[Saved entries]
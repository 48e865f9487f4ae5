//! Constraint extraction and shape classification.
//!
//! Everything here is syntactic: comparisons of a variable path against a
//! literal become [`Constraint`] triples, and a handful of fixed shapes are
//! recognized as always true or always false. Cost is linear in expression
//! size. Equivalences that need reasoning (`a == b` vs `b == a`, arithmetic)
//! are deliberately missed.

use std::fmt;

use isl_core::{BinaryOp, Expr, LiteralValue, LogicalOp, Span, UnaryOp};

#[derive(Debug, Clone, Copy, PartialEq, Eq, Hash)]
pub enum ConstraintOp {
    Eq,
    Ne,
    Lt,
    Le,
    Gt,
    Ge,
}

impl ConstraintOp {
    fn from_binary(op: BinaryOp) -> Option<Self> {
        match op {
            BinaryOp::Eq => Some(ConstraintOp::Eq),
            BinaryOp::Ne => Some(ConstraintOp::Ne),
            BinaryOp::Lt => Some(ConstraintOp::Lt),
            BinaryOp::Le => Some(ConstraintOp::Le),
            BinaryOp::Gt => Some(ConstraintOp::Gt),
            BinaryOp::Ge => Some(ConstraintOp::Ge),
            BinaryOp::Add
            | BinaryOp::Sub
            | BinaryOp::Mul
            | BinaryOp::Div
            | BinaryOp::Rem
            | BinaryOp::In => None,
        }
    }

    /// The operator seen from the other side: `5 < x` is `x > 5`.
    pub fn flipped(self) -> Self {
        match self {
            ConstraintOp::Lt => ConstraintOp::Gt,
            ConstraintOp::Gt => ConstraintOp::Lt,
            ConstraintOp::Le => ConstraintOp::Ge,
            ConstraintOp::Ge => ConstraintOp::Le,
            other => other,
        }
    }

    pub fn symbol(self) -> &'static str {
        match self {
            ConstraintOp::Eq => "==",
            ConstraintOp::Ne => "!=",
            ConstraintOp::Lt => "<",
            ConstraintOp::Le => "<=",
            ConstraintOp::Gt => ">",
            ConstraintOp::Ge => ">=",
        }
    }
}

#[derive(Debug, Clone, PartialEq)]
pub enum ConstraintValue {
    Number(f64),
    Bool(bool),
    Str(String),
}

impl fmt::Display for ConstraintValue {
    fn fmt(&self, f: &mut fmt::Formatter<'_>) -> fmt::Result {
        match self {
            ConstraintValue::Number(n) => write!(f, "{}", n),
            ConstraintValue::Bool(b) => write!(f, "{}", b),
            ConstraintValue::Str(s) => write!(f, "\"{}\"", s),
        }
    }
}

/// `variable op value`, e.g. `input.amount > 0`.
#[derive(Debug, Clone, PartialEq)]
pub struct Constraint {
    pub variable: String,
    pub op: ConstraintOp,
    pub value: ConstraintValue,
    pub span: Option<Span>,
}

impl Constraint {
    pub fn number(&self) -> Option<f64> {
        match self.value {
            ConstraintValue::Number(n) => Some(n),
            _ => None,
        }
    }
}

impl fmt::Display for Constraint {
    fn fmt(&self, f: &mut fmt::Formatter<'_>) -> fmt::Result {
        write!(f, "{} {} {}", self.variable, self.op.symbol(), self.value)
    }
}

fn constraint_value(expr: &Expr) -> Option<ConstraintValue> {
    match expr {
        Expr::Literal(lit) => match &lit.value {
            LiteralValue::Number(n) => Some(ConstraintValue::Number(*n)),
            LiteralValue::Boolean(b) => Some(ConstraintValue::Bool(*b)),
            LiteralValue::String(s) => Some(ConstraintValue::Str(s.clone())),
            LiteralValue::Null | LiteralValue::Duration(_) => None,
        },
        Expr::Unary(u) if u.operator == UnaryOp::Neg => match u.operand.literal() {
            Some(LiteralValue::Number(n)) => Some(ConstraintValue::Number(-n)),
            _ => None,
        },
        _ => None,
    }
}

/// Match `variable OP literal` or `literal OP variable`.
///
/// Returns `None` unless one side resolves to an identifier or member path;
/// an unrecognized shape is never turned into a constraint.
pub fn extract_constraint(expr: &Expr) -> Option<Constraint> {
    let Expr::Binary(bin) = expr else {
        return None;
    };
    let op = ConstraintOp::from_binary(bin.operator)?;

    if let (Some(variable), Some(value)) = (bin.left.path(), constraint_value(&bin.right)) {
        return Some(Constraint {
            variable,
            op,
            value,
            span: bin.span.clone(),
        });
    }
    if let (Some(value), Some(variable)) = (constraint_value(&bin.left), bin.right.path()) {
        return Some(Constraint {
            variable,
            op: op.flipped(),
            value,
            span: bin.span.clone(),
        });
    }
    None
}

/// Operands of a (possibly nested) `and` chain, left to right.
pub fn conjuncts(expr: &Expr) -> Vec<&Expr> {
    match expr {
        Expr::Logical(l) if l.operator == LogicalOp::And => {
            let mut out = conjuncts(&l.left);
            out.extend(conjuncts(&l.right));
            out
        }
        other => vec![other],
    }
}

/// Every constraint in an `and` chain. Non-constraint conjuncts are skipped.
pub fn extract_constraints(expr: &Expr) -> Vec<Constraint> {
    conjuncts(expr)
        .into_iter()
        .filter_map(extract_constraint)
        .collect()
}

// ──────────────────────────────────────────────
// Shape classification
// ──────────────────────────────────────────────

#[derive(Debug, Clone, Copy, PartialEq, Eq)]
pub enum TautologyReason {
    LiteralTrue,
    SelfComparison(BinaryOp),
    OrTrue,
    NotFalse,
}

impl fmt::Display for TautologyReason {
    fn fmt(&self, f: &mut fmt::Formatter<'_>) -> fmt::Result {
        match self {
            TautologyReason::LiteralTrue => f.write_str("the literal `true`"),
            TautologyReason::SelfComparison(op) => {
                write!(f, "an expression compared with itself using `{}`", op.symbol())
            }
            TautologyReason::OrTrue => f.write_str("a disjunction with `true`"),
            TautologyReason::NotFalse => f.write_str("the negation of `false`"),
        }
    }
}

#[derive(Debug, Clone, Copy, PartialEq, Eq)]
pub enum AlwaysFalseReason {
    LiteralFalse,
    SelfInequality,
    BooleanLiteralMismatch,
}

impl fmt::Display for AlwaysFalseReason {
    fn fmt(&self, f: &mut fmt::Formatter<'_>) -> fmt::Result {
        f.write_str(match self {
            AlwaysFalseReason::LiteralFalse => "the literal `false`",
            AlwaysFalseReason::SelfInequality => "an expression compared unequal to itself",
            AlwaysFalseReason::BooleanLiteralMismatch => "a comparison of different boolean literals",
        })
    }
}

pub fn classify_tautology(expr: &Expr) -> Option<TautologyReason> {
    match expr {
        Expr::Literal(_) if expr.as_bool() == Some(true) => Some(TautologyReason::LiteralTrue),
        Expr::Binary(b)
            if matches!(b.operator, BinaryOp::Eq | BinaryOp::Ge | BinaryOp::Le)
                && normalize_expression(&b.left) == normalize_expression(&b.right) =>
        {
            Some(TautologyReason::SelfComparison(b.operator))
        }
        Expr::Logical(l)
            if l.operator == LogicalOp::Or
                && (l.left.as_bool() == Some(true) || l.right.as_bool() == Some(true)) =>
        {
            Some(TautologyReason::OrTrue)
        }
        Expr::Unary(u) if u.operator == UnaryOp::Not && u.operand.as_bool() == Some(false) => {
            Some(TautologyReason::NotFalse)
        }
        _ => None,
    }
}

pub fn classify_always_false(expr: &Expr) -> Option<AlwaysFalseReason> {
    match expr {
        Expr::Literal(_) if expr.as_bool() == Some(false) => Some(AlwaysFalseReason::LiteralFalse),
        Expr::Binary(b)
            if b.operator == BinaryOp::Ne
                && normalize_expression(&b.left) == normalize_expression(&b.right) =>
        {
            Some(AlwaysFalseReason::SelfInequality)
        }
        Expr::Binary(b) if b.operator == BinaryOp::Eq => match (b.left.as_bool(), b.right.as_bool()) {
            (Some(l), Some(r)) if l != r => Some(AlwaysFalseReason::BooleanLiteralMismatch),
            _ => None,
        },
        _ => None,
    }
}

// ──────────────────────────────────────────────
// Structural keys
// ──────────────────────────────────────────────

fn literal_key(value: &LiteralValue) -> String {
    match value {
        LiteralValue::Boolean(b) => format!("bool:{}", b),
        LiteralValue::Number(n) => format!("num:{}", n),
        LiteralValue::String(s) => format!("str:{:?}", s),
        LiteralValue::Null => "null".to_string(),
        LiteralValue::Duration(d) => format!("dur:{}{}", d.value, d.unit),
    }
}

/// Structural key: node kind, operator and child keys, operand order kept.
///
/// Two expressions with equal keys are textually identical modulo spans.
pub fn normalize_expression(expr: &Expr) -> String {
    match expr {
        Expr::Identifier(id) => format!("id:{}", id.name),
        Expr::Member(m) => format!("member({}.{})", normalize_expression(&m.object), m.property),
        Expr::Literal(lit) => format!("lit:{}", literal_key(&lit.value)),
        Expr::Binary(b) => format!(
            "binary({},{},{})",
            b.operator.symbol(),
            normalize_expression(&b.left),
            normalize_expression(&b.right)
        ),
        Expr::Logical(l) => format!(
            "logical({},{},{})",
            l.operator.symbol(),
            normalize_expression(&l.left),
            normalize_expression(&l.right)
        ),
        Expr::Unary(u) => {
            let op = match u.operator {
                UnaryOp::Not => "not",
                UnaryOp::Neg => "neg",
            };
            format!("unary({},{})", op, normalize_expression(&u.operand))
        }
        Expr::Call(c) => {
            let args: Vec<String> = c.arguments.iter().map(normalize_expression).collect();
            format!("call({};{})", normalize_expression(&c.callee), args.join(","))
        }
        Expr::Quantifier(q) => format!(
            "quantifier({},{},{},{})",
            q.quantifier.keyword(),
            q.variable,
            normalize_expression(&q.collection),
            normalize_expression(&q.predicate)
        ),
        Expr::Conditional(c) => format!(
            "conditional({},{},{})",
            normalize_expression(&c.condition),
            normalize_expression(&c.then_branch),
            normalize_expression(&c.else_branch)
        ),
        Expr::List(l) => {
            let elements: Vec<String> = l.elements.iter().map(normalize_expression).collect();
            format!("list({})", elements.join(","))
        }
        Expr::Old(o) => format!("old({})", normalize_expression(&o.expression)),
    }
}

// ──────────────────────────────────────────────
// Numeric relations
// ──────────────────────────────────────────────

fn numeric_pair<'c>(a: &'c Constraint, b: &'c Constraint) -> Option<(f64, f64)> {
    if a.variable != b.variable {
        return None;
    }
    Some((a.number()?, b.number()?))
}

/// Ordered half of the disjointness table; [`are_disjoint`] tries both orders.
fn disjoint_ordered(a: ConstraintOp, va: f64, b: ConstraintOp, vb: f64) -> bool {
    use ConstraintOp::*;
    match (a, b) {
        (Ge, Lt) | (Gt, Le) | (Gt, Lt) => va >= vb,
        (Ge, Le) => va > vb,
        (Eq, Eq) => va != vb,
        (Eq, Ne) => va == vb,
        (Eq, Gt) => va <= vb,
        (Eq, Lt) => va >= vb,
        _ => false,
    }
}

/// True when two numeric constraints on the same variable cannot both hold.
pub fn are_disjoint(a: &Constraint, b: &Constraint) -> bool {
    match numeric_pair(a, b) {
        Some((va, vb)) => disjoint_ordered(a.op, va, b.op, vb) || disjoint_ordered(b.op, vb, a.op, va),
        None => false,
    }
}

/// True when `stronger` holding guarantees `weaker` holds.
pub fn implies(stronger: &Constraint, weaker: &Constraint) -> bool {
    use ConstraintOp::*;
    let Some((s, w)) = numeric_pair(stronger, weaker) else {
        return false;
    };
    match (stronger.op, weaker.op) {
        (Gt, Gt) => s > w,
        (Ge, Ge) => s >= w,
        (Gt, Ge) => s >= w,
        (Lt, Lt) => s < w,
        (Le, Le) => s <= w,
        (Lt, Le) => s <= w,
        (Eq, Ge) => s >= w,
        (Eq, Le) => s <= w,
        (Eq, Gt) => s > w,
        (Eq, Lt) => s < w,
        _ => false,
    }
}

* * *

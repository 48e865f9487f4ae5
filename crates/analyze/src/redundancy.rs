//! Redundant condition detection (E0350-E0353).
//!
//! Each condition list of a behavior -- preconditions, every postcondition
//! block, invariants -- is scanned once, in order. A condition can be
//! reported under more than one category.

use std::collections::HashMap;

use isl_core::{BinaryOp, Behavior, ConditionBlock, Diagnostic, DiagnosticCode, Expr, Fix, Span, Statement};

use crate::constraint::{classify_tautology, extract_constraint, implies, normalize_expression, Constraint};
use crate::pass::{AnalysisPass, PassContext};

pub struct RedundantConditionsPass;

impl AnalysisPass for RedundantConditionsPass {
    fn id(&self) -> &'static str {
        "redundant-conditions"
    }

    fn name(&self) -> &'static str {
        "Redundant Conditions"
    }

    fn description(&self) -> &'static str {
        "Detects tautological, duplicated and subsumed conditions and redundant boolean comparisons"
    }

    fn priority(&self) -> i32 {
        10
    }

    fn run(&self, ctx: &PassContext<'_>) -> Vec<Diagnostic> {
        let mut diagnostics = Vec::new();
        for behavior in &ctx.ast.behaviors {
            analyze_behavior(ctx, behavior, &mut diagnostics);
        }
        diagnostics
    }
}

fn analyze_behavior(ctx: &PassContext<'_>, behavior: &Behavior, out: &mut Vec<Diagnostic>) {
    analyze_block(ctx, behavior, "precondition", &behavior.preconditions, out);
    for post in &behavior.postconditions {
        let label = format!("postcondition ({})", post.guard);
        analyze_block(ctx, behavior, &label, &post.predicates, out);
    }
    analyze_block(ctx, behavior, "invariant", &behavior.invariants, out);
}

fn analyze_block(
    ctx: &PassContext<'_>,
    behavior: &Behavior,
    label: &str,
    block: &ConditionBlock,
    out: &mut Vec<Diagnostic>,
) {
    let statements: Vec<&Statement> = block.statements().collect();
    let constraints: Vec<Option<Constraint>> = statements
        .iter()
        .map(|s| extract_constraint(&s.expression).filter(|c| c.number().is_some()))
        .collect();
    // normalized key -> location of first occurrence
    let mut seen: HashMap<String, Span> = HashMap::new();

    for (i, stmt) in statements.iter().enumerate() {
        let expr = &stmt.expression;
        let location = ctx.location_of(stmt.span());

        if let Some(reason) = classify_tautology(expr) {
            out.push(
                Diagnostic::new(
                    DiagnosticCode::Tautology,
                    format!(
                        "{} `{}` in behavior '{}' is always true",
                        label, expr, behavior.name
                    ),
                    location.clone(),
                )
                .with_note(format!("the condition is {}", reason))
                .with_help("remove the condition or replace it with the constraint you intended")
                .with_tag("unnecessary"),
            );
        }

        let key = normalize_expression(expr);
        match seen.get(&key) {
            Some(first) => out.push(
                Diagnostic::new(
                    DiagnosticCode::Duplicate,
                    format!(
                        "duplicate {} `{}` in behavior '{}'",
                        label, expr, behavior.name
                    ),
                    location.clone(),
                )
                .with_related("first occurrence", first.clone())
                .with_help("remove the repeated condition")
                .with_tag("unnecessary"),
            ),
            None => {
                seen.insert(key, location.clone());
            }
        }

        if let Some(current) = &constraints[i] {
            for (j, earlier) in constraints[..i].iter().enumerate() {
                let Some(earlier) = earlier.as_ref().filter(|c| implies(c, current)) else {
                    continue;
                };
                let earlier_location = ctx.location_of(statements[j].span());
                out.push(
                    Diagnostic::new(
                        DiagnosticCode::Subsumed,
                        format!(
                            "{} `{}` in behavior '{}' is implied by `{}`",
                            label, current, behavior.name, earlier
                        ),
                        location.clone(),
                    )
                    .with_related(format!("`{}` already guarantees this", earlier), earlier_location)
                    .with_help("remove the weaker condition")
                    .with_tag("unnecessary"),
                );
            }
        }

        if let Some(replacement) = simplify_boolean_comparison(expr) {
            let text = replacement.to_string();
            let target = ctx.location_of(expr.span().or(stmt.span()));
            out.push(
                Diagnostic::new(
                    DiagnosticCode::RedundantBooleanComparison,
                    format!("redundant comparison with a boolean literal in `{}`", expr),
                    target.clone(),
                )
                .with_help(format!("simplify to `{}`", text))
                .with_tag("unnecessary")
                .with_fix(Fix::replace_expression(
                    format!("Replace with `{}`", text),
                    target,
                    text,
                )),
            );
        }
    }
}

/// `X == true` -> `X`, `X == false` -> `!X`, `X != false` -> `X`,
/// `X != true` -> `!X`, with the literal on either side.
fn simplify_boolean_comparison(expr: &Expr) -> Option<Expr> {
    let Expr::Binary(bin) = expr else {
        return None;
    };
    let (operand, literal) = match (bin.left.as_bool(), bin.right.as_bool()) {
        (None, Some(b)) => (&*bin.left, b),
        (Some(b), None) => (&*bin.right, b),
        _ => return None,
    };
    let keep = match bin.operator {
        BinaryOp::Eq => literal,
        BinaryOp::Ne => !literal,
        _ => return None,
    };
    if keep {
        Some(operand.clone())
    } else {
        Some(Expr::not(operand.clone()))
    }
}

...

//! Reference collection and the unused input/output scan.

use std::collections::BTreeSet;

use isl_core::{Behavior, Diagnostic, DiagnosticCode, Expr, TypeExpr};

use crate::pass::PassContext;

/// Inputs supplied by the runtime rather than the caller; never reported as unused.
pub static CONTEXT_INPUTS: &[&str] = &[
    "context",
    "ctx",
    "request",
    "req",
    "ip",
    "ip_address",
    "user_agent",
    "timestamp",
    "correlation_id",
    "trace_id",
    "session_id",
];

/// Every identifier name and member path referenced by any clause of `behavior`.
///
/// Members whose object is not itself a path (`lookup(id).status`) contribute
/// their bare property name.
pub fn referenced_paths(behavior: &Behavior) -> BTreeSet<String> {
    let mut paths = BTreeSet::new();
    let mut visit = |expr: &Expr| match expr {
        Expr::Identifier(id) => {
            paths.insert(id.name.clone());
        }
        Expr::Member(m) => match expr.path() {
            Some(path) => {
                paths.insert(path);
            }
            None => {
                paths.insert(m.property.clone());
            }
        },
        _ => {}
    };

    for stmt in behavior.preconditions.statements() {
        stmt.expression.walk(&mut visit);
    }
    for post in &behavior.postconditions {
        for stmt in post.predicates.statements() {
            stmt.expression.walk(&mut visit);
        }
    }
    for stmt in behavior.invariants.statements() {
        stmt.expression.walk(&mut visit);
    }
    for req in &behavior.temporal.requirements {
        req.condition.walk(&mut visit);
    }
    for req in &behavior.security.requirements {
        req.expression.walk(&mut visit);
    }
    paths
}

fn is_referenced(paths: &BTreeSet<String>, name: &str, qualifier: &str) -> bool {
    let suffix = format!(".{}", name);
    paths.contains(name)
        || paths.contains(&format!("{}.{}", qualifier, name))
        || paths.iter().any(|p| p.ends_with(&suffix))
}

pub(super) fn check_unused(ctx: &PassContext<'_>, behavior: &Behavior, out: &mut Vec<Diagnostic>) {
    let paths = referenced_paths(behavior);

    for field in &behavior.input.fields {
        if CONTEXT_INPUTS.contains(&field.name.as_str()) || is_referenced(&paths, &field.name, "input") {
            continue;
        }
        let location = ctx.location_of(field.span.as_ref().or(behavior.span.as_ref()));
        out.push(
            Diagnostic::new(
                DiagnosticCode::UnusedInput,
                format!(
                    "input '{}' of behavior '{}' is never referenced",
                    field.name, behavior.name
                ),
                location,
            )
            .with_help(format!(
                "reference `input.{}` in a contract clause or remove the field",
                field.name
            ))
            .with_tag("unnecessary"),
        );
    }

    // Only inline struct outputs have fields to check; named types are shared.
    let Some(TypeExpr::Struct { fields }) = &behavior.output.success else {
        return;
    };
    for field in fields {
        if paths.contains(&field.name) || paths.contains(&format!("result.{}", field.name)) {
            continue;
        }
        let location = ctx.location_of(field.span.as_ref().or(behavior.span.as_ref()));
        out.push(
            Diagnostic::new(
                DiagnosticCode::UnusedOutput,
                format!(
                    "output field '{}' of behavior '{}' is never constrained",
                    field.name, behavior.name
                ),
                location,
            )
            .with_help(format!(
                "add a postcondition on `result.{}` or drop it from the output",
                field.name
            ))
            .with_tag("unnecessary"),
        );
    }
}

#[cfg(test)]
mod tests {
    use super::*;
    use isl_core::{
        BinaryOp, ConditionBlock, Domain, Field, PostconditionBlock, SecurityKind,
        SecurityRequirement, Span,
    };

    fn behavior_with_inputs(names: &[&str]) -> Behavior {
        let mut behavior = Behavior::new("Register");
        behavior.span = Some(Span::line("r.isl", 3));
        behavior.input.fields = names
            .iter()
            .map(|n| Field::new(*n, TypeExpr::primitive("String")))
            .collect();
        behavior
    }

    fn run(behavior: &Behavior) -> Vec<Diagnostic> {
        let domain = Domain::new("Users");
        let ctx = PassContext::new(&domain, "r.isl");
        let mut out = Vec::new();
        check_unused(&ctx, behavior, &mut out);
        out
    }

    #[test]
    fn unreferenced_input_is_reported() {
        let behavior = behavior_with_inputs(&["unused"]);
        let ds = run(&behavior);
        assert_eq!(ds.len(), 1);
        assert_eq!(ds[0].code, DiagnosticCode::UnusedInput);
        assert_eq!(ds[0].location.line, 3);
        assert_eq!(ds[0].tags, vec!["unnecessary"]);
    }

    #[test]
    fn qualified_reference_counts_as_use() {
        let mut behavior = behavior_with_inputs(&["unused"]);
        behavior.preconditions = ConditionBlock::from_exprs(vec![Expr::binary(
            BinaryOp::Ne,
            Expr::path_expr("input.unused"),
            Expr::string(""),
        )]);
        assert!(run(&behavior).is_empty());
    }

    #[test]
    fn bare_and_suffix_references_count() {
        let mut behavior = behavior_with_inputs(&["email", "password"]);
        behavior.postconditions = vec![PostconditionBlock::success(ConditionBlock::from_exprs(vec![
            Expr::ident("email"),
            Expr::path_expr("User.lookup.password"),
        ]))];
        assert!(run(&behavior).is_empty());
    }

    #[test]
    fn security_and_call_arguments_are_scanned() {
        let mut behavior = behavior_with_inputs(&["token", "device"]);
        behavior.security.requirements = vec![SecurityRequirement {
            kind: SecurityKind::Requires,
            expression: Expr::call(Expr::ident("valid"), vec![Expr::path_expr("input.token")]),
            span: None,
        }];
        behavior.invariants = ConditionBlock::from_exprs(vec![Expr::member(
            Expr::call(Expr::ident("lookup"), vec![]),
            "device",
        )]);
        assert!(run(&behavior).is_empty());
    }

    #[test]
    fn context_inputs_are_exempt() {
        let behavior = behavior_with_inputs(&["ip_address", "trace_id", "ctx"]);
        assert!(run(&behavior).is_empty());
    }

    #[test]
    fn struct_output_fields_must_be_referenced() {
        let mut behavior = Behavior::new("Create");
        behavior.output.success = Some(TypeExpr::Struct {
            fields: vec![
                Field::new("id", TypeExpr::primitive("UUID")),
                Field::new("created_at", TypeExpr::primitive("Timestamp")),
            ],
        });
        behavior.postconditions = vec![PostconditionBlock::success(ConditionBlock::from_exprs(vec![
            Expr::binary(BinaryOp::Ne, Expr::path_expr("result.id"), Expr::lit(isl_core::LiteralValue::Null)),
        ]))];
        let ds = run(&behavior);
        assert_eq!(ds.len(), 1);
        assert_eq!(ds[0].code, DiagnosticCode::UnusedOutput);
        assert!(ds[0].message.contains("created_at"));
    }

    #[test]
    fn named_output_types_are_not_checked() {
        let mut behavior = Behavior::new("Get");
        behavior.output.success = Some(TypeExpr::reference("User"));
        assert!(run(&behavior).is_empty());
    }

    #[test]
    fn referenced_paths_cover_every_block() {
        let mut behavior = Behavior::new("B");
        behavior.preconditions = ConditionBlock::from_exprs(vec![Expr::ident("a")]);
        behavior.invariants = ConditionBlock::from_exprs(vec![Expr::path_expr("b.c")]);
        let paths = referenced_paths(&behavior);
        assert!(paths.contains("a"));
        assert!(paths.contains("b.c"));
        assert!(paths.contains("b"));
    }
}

## TASK STATEMENT
If a line of the data contains "ConditionBlock", it counts; report the number of such lines and nothing else.

## RESULT OF THE EXERCISE
9